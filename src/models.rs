// ABOUTME: Core data model for longitudinal weight measurements
// ABOUTME: Immutable measurement facts plus the administrative flags policies act on

//! Measurement model and validation.
//!
//! A [`WeightMeasurement`] is an immutable fact (subject, date, weight) with
//! a small set of administrative flags. The flags are independent booleans
//! rather than a state machine: `is_outlier` is write-once at creation,
//! `outlier_confirmed` is the subject's acknowledgment toggle, and
//! `is_backfill` is derived from the creation instant, never set directly.

use chrono::{DateTime, NaiveDate, Utc};
use serde::{Deserialize, Serialize};
use uuid::Uuid;

use crate::constants::weight_limits::{MAX_WEIGHT_KG, MIN_WEIGHT_KG};
use crate::errors::{EngineError, EngineResult};
use crate::intelligence::rounding::has_single_decimal;

/// Who authored a measurement record.
#[derive(Debug, Clone, Copy, PartialEq, Eq, Serialize, Deserialize)]
#[serde(rename_all = "snake_case")]
pub enum RecordedBy {
    /// The patient logged the value themselves.
    Patient,
    /// A dietitian or other caregiver logged it on the patient's behalf.
    Caregiver,
}

/// A single body-weight measurement.
///
/// At most one measurement exists per subject and civil date; the store
/// enforces the uniqueness, this type carries the fact.
#[derive(Debug, Clone, PartialEq, Serialize, Deserialize)]
pub struct WeightMeasurement {
    /// Opaque identifier.
    pub id: Uuid,
    /// Patient the measurement belongs to.
    pub subject_id: Uuid,
    /// Weight in kg, one fractional digit, within the supported range.
    pub weight: f64,
    /// Civil date the weight was taken, in the reference timezone. Not
    /// necessarily the date the record was created.
    pub measurement_date: NaiveDate,
    /// Author of the record.
    pub recorded_by: RecordedBy,
    /// True iff `measurement_date` differs from the civil date of creation.
    pub is_backfill: bool,
    /// Set once by the outlier detector at creation, never recomputed.
    pub is_outlier: bool,
    /// Subject's acknowledgment of an outlier flag. Only ever set while
    /// `is_outlier` is true; `None` otherwise.
    pub outlier_confirmed: Option<bool>,
    /// Optional free-text note.
    pub note: Option<String>,
    /// Audit timestamp, not used in business calculations.
    pub created_at: DateTime<Utc>,
    /// Audit timestamp, not used in business calculations.
    pub updated_at: DateTime<Utc>,
}

/// Input for recording a new measurement.
#[derive(Debug, Clone, Serialize, Deserialize)]
pub struct NewMeasurement {
    /// Patient the measurement belongs to.
    pub subject_id: Uuid,
    /// Weight in kg.
    pub weight: f64,
    /// Civil date the weight was taken.
    pub measurement_date: NaiveDate,
    /// Author of the record.
    pub recorded_by: RecordedBy,
    /// Optional free-text note.
    pub note: Option<String>,
}

/// Direction of a weight series over a period, evaluated on rounded change.
#[derive(Debug, Clone, Copy, PartialEq, Eq, Serialize, Deserialize)]
#[serde(rename_all = "snake_case")]
pub enum TrendDirection {
    /// Rounded change above the trend threshold.
    Increasing,
    /// Rounded change below the negative trend threshold.
    Decreasing,
    /// Everything else, including changes of exactly the threshold.
    Stable,
}

/// Validate a weight value against range and precision rules.
pub fn validate_weight(value: f64) -> EngineResult<()> {
    if !value.is_finite() || value < MIN_WEIGHT_KG || value > MAX_WEIGHT_KG {
        return Err(EngineError::WeightOutOfRange {
            value,
            min: MIN_WEIGHT_KG,
            max: MAX_WEIGHT_KG,
        });
    }
    if !has_single_decimal(value) {
        return Err(EngineError::WeightPrecision { value });
    }
    Ok(())
}
// ABOUTME: Mutation and confirmation permissions for weight measurements
// ABOUTME: Same-day-plus-one edit window composed with entry provenance rules

//! Edit-window and entry-permission policies.
//!
//! Patients get a same-day-plus-one grace period to correct their own
//! entries; after that the series is frozen so trend charts stay stable.
//! Caregiver-authored entries are never patient-mutable here; caregiver
//! mutation rights live in the authorization layer.

use chrono::{DateTime, Duration, Utc};
use serde::{Deserialize, Serialize};

use crate::calendar::CalendarClock;
use crate::constants::edit_window::GRACE_DAYS;
use crate::models::{RecordedBy, WeightMeasurement};

/// Decides whether a measurement is still inside its edit window.
#[derive(Debug, Clone, Copy)]
pub struct EditWindowPolicy {
    clock: CalendarClock,
}

impl EditWindowPolicy {
    /// Create a policy resolving against the given reference clock.
    pub const fn new(clock: CalendarClock) -> Self {
        Self { clock }
    }

    /// Whether a measurement dated `measurement_date` may still be edited
    /// or deleted at `now`.
    ///
    /// Mutable exactly while `now`'s civil date in the reference zone is the
    /// measurement date or the day after: the closed interval from the start
    /// of day `D` through the last instant of day `D + 1`. The upper bound
    /// is inclusive; one step past end of day `D + 1` the window is shut.
    pub fn is_mutable(&self, measurement_date: chrono::NaiveDate, now: DateTime<Utc>) -> bool {
        let today = self.clock.civil_date(now);
        today >= measurement_date && today <= measurement_date + Duration::days(GRACE_DAYS)
    }
}

/// Caller-facing permissions for one measurement.
#[derive(Debug, Clone, Copy, PartialEq, Eq, Serialize, Deserialize)]
pub struct EntryPermissions {
    /// Whether the patient may edit or delete the entry right now.
    pub can_mutate: bool,
    /// Whether the outlier-confirmation toggle is available.
    pub can_toggle_outlier_confirmation: bool,
}

/// Composes the edit window with provenance and outlier-confirmation rules.
#[derive(Debug, Clone, Copy)]
pub struct WeightEntryPolicy {
    edit_window: EditWindowPolicy,
}

impl WeightEntryPolicy {
    /// Create a policy over the given edit window.
    pub const fn new(edit_window: EditWindowPolicy) -> Self {
        Self { edit_window }
    }

    /// Whether the patient may edit or delete this entry at `now`.
    /// Requires both an open edit window and patient authorship.
    pub fn can_mutate(&self, entry: &WeightMeasurement, now: DateTime<Utc>) -> bool {
        self.edit_window.is_mutable(entry.measurement_date, now)
            && entry.recorded_by == RecordedBy::Patient
    }

    /// Whether the outlier-confirmation toggle is available for this entry.
    /// Only flagged entries expose it; there is no time restriction.
    pub fn can_toggle_outlier_confirmation(entry: &WeightMeasurement) -> bool {
        entry.is_outlier
    }

    /// All permissions for one entry at `now`.
    pub fn permissions(&self, entry: &WeightMeasurement, now: DateTime<Utc>) -> EntryPermissions {
        EntryPermissions {
            can_mutate: self.can_mutate(entry, now),
            can_toggle_outlier_confirmation: Self::can_toggle_outlier_confirmation(entry),
        }
    }
}
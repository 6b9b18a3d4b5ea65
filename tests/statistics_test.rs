// ABOUTME: Conformance tests for period weight statistics
// ABOUTME: Edge cases, trend boundaries, weekly-rate normalization, purity

#![allow(clippy::unwrap_used, clippy::expect_used, clippy::panic)]
#![allow(missing_docs)]

mod common;

use common::series;
use ponderal::intelligence::WeightStatisticsEngine;
use ponderal::TrendDirection;

#[test]
fn empty_series_yields_zeroed_stable_statistics() {
    let stats = WeightStatisticsEngine::summarize(&[]);
    assert_eq!(stats.start_weight, 0.0);
    assert_eq!(stats.end_weight, 0.0);
    assert_eq!(stats.change, 0.0);
    assert_eq!(stats.change_percent, 0.0);
    assert_eq!(stats.avg_weekly_change, 0.0);
    assert_eq!(stats.trend_direction, TrendDirection::Stable);
}

#[test]
fn singleton_series_is_stable_with_equal_endpoints() {
    let entries = series(&[("2026-03-01", 70.0)]);
    let stats = WeightStatisticsEngine::summarize(&entries);
    assert_eq!(stats.start_weight, 70.0);
    assert_eq!(stats.end_weight, 70.0);
    assert_eq!(stats.change, 0.0);
    assert_eq!(stats.trend_direction, TrendDirection::Stable);
}

#[test]
fn rounded_change_of_exactly_plus_threshold_is_stable() {
    // 70.11 - 70.0 rounds to 0.1, which is within the stable band.
    let entries = series(&[("2026-03-01", 70.0), ("2026-03-05", 70.11)]);
    let stats = WeightStatisticsEngine::summarize(&entries);
    assert_eq!(stats.change, 0.1);
    assert_eq!(stats.trend_direction, TrendDirection::Stable);
}

#[test]
fn rounded_change_of_exactly_minus_threshold_is_stable() {
    let entries = series(&[("2026-03-01", 70.0), ("2026-03-05", 69.89)]);
    let stats = WeightStatisticsEngine::summarize(&entries);
    assert_eq!(stats.change, -0.1);
    assert_eq!(stats.trend_direction, TrendDirection::Stable);
}

#[test]
fn change_past_threshold_classifies_direction() {
    let gaining = series(&[("2026-03-01", 70.0), ("2026-03-08", 70.5)]);
    assert_eq!(
        WeightStatisticsEngine::summarize(&gaining).trend_direction,
        TrendDirection::Increasing
    );

    let losing = series(&[("2026-03-01", 70.5), ("2026-03-08", 70.0)]);
    assert_eq!(
        WeightStatisticsEngine::summarize(&losing).trend_direction,
        TrendDirection::Decreasing
    );
}

#[test]
fn weekly_rate_normalizes_over_calendar_days() {
    // 2 kg lost over 9 days: -2/9 * 7 = -1.555..., rounds to -1.6.
    let entries = series(&[("2026-03-01", 80.0), ("2026-03-10", 78.0)]);
    let stats = WeightStatisticsEngine::summarize(&entries);
    assert_eq!(stats.change, -2.0);
    assert_eq!(stats.change_percent, -2.5);
    assert_eq!(stats.avg_weekly_change, -1.6);
    assert_eq!(stats.trend_direction, TrendDirection::Decreasing);
}

#[test]
fn same_date_endpoints_have_zero_weekly_rate() {
    // Two entries sharing a civil date can only come from caregiver
    // corrections in the source store; the rate must not divide by zero.
    let entries = series(&[("2026-03-01", 80.0), ("2026-03-01", 78.5)]);
    let stats = WeightStatisticsEngine::summarize(&entries);
    assert_eq!(stats.change, -1.5);
    assert_eq!(stats.avg_weekly_change, 0.0);
}

#[test]
fn summarize_is_pure_and_bit_identical_across_runs() {
    let entries = series(&[
        ("2026-03-01", 80.0),
        ("2026-03-04", 79.4),
        ("2026-03-10", 78.0),
    ]);
    let first = WeightStatisticsEngine::summarize(&entries);
    let second = WeightStatisticsEngine::summarize(&entries);
    assert_eq!(first, second);
    assert_eq!(
        first.avg_weekly_change.to_bits(),
        second.avg_weekly_change.to_bits()
    );
}
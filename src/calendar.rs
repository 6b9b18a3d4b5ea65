// ABOUTME: Civil date and week arithmetic in the fixed reference timezone
// ABOUTME: Decouples edit windows and weekly partitions from the host machine's locale

//! Calendar arithmetic in a fixed reference timezone.
//!
//! Every civil-date decision in the engine (edit windows, weekly
//! partitions, backfill detection) goes through a [`CalendarClock`] bound to
//! one IANA zone, so results are reproducible no matter where the service
//! is deployed.

use chrono::{DateTime, Datelike, Duration, LocalResult, NaiveDate, NaiveTime, TimeZone, Utc};
use chrono_tz::Tz;

/// Resolves instants to civil dates in the engine's reference timezone.
#[derive(Debug, Clone, Copy)]
pub struct CalendarClock {
    zone: Tz,
}

impl CalendarClock {
    /// Create a clock bound to the given reference zone.
    pub const fn new(zone: Tz) -> Self {
        Self { zone }
    }

    /// The reference zone this clock resolves against.
    pub const fn zone(&self) -> Tz {
        self.zone
    }

    /// Civil date of an instant in the reference zone.
    pub fn civil_date(&self, instant: DateTime<Utc>) -> NaiveDate {
        instant.with_timezone(&self.zone).date_naive()
    }

    /// First instant of a civil day. A start of day swallowed by a DST gap
    /// resolves to the first valid instant after the gap.
    pub fn start_of_day(&self, date: NaiveDate) -> DateTime<Utc> {
        self.resolve_local(date.and_time(NaiveTime::MIN), false)
    }

    /// Last representable instant of a civil day (23:59:59.999999999 local).
    /// During a DST fold the later of the two occurrences wins, keeping the
    /// interval closed right up to the next civil date.
    pub fn end_of_day(&self, date: NaiveDate) -> DateTime<Utc> {
        let last_nanosecond =
            (date + Duration::days(1)).and_time(NaiveTime::MIN) - Duration::nanoseconds(1);
        self.resolve_local(last_nanosecond, true)
    }

    /// Monday of the civil week containing `date`.
    pub fn week_start(&self, date: NaiveDate) -> NaiveDate {
        let offset = date.weekday().num_days_from_monday();
        date - Duration::days(i64::from(offset))
    }

    /// Whole calendar days from `start` to `end` (negative if reversed).
    pub fn days_between(start: NaiveDate, end: NaiveDate) -> i64 {
        end.signed_duration_since(start).num_days()
    }

    fn resolve_local(&self, local: chrono::NaiveDateTime, prefer_latest: bool) -> DateTime<Utc> {
        let mut candidate = local;
        loop {
            match self.zone.from_local_datetime(&candidate) {
                LocalResult::Single(t) => return t.with_timezone(&Utc),
                LocalResult::Ambiguous(earliest, latest) => {
                    let resolved = if prefer_latest { latest } else { earliest };
                    return resolved.with_timezone(&Utc);
                }
                // Local time skipped by a DST gap; step past it.
                LocalResult::None => candidate += Duration::hours(1),
            }
        }
    }
}

impl Default for CalendarClock {
    fn default() -> Self {
        Self::new(crate::config::DEFAULT_REFERENCE_TIMEZONE)
    }
}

..............................

**WHAT THE TASK REQUIRES**
From the line that contains "day (23:59:59.999999999 local)." through the final line of the material, copy every line exactly, including both ends.

**WRITTEN RESPONSE**
    /// Last representable instant of a civil day (23:59:59.999999999 local).
    /// During a DST fold the later of the two occurrences wins, keeping the
    /// interval closed right up to the next civil date.
    pub fn end_of_day(&self, date: NaiveDate) -> DateTime<Utc> {
        let last_nanosecond =
            (date + Duration::days(1)).and_time(NaiveTime::MIN) - Duration::nanoseconds(1);
        self.resolve_local(last_nanosecond, true)
    }

    /// Monday of the civil week containing `date`.
    pub fn week_start(&self, date: NaiveDate) -> NaiveDate {
        let offset = date.weekday().num_days_from_monday();
        date - Duration::days(i64::from(offset))
    }

    /// Whole calendar days from `start` to `end` (negative if reversed).
    pub fn days_between(start: NaiveDate, end: NaiveDate) -> i64 {
        end.signed_duration_since(start).num_days()
    }

    fn resolve_local(&self, local: chrono::NaiveDateTime, prefer_latest: bool) -> DateTime<Utc> {
        let mut candidate = local;
        loop {
            match self.zone.from_local_datetime(&candidate) {
                LocalResult::Single(t) => return t.with_timezone(&Utc),
                LocalResult::Ambiguous(earliest, latest) => {
                    let resolved = if prefer_latest { latest } else { earliest };
                    return resolved.with_timezone(&Utc);
                }
                // Local time skipped by a DST gap; step past it.
                LocalResult::None => candidate += Duration::hours(1),
            }
        }
    }
}

impl Default for CalendarClock {
    fn default() -> Self {
        Self::new(crate::config::DEFAULT_REFERENCE_TIMEZONE)
    }
}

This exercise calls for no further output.